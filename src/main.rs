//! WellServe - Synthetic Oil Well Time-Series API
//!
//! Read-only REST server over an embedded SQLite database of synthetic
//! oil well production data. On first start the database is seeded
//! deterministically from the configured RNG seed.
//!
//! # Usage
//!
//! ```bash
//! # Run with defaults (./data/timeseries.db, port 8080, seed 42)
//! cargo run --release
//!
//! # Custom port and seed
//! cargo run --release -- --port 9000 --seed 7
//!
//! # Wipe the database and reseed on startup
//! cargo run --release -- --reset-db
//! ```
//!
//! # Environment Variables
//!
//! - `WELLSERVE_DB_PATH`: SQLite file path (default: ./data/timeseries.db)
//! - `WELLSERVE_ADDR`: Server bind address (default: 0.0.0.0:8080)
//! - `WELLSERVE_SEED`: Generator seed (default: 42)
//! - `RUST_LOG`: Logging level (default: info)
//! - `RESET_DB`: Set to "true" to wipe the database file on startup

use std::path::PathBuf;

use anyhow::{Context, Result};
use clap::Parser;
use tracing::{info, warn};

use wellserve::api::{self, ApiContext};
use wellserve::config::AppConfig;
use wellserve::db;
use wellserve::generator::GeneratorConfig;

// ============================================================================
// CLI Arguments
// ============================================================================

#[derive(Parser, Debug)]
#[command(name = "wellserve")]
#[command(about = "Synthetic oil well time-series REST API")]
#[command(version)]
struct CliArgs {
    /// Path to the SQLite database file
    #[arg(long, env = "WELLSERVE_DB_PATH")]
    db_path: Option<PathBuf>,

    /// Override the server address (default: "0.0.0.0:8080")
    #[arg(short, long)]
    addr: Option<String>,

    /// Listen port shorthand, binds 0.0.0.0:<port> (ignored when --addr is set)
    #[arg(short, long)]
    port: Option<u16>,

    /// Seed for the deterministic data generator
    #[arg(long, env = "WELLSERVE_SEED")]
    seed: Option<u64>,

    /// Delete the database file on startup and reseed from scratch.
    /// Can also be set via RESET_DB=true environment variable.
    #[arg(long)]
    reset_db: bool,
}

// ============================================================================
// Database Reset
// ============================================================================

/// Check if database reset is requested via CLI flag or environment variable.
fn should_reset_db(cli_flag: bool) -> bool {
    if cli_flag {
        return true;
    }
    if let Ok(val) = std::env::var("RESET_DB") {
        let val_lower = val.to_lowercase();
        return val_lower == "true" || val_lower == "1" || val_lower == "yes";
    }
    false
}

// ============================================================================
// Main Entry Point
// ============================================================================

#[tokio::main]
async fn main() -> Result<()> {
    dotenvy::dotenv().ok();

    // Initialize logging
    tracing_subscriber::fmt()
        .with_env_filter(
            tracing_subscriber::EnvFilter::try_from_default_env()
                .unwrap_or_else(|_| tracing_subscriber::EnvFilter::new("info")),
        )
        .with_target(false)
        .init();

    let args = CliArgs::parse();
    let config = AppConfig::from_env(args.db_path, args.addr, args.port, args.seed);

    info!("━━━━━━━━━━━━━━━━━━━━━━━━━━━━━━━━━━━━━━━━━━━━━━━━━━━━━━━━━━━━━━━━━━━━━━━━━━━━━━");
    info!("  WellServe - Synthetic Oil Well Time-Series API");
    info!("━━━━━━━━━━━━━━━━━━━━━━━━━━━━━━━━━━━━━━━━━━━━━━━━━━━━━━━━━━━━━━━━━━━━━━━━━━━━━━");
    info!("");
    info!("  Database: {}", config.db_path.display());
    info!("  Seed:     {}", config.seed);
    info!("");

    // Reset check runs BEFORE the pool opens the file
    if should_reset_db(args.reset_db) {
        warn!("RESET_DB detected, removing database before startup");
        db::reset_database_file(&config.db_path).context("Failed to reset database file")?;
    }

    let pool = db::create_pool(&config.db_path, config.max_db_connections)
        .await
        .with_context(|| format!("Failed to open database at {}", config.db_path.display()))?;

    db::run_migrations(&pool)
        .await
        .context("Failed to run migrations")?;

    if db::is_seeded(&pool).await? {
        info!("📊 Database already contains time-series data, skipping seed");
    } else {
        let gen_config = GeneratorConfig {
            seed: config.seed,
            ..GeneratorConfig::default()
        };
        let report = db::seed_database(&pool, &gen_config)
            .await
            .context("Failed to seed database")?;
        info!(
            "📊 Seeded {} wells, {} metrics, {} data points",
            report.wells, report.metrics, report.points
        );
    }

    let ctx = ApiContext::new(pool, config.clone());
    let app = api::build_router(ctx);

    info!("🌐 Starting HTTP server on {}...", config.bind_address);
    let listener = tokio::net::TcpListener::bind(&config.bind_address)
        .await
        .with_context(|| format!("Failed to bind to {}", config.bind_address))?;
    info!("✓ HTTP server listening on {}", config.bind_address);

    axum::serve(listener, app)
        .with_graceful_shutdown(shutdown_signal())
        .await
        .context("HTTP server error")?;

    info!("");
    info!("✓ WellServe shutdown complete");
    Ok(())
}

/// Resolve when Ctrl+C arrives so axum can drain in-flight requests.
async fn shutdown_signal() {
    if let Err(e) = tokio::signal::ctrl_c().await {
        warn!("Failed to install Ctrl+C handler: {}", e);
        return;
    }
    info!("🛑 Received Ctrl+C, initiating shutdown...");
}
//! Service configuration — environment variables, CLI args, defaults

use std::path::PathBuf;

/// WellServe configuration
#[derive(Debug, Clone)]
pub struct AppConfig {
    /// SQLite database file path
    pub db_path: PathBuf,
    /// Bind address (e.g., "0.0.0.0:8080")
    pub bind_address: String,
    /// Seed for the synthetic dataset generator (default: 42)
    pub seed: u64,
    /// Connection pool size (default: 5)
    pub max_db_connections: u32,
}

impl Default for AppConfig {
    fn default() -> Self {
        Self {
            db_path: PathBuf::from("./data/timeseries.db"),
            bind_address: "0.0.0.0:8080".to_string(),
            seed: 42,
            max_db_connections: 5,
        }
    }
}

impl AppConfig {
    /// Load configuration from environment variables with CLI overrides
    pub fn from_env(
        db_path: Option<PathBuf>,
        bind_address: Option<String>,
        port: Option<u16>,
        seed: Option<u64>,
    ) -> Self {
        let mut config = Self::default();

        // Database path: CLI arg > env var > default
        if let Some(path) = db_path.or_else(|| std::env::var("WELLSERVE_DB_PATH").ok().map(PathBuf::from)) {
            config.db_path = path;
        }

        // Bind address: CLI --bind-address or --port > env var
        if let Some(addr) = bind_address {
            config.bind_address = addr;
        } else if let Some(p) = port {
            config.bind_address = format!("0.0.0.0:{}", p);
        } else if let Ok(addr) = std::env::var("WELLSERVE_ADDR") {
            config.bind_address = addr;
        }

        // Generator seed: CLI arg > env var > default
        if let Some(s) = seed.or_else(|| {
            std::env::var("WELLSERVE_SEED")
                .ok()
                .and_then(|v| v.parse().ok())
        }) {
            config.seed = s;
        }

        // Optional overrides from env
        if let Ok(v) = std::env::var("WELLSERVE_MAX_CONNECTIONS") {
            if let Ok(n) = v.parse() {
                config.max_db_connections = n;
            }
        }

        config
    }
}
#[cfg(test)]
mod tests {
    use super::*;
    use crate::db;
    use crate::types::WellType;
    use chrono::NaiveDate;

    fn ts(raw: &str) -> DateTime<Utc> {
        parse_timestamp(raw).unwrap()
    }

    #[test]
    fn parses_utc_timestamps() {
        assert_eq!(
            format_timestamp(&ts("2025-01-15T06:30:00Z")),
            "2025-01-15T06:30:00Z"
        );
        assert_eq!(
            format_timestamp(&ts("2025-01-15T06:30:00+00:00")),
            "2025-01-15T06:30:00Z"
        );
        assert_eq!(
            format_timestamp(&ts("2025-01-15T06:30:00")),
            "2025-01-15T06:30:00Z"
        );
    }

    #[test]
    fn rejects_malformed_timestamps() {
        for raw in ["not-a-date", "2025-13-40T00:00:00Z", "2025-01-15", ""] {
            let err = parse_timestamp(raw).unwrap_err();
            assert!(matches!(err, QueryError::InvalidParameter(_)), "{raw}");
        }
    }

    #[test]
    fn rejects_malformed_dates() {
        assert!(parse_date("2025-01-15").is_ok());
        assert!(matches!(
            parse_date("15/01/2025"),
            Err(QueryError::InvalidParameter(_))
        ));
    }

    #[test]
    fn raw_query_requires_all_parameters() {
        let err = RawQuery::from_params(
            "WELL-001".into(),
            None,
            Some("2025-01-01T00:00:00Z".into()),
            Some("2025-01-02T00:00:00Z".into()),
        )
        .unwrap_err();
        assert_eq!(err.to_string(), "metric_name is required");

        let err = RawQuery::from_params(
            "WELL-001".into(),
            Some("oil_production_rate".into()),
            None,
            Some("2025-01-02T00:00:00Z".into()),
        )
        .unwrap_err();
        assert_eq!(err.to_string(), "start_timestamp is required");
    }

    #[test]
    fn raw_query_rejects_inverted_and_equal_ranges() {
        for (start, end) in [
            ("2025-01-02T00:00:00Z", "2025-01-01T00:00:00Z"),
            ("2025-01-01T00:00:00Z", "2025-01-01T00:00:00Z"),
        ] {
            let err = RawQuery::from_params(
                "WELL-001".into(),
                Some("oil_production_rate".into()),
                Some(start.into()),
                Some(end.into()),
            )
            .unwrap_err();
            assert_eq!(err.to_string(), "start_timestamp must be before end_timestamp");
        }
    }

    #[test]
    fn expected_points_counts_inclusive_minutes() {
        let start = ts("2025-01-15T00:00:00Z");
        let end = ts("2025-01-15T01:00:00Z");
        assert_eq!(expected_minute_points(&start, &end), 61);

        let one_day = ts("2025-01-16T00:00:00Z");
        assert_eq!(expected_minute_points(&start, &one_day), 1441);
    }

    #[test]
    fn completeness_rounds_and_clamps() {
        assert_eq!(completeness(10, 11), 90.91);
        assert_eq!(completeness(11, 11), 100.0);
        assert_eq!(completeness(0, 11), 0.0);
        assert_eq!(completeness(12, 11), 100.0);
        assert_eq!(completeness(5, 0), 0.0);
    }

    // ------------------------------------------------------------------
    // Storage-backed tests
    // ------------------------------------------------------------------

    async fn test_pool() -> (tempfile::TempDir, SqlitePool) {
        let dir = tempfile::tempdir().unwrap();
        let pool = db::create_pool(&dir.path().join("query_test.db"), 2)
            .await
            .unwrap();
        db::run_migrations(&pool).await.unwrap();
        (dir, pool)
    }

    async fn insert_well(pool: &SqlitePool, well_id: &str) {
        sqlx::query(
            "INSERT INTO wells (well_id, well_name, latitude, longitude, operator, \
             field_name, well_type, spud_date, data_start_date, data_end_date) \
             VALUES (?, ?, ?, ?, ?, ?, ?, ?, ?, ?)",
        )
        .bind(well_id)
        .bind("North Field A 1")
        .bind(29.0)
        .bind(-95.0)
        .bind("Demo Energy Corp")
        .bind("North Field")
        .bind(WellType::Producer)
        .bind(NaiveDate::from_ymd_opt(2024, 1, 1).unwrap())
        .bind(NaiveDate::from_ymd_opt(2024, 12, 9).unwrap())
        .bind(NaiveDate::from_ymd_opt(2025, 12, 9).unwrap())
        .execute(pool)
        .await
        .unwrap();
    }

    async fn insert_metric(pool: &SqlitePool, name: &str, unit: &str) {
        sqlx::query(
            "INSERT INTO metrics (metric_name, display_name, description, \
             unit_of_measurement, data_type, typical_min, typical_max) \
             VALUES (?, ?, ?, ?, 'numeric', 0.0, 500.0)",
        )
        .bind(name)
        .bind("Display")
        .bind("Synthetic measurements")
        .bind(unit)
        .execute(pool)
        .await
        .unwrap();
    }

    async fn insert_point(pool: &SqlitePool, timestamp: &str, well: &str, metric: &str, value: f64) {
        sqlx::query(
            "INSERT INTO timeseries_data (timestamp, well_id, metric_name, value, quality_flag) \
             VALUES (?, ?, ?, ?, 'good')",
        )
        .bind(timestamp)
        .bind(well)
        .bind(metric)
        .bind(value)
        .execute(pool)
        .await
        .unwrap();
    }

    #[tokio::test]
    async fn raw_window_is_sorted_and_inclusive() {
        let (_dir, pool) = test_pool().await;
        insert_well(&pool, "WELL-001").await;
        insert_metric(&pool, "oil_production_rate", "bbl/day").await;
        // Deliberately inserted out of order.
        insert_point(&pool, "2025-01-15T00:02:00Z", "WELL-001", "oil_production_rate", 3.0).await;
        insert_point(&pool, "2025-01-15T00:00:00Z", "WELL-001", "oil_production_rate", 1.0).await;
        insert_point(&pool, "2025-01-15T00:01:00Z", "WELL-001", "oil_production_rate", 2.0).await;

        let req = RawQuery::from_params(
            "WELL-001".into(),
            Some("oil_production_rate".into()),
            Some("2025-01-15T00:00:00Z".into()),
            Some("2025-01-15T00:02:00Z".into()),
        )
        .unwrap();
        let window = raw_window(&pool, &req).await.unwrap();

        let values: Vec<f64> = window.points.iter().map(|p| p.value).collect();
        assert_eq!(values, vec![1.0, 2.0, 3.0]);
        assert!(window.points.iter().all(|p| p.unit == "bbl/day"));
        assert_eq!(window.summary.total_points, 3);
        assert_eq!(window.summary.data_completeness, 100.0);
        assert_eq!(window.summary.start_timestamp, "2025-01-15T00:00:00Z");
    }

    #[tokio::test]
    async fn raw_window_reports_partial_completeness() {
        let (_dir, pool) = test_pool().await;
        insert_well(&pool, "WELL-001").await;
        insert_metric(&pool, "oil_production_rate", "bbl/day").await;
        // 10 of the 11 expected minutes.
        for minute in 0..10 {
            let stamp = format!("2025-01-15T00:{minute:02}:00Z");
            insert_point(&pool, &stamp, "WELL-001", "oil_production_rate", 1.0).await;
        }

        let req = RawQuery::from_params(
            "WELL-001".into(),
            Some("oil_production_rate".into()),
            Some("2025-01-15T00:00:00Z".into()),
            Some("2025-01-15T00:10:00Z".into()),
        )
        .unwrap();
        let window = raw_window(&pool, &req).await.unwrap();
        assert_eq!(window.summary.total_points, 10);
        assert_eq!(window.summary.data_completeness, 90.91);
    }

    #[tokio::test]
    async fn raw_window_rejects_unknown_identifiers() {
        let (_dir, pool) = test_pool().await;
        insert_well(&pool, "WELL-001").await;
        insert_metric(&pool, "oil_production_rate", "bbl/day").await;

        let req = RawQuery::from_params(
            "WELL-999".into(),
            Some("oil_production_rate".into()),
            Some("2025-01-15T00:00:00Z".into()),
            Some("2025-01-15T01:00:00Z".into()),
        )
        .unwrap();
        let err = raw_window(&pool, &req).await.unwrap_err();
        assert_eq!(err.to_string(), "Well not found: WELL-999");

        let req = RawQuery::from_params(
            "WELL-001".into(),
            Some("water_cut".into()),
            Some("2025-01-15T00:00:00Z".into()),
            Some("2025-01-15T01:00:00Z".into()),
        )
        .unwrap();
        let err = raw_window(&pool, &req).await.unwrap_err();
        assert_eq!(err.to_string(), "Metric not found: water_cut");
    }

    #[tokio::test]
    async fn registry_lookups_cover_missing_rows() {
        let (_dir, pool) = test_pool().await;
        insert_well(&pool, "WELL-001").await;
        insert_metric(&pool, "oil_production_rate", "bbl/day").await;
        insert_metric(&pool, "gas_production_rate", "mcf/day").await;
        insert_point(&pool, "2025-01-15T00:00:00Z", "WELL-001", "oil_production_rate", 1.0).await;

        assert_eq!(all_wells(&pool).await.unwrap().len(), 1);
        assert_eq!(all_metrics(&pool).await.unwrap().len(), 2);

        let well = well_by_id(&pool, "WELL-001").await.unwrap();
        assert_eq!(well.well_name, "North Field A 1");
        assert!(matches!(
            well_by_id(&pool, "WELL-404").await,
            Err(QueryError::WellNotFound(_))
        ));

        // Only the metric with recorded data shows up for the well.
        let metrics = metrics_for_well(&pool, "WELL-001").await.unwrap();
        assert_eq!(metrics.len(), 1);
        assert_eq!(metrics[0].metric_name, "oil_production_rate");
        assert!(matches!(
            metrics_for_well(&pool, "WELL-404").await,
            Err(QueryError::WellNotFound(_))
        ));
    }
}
····················
Exactly as they stand, set down the lines from the top of the data through the line with "configured RNG seed.".

**Response**
filename src/main.rs
//! WellServe - Synthetic Oil Well Time-Series API
//!
//! Read-only REST server over an embedded SQLite database of synthetic
//! oil well production data. On first start the database is seeded
//! deterministically from the configured RNG seed.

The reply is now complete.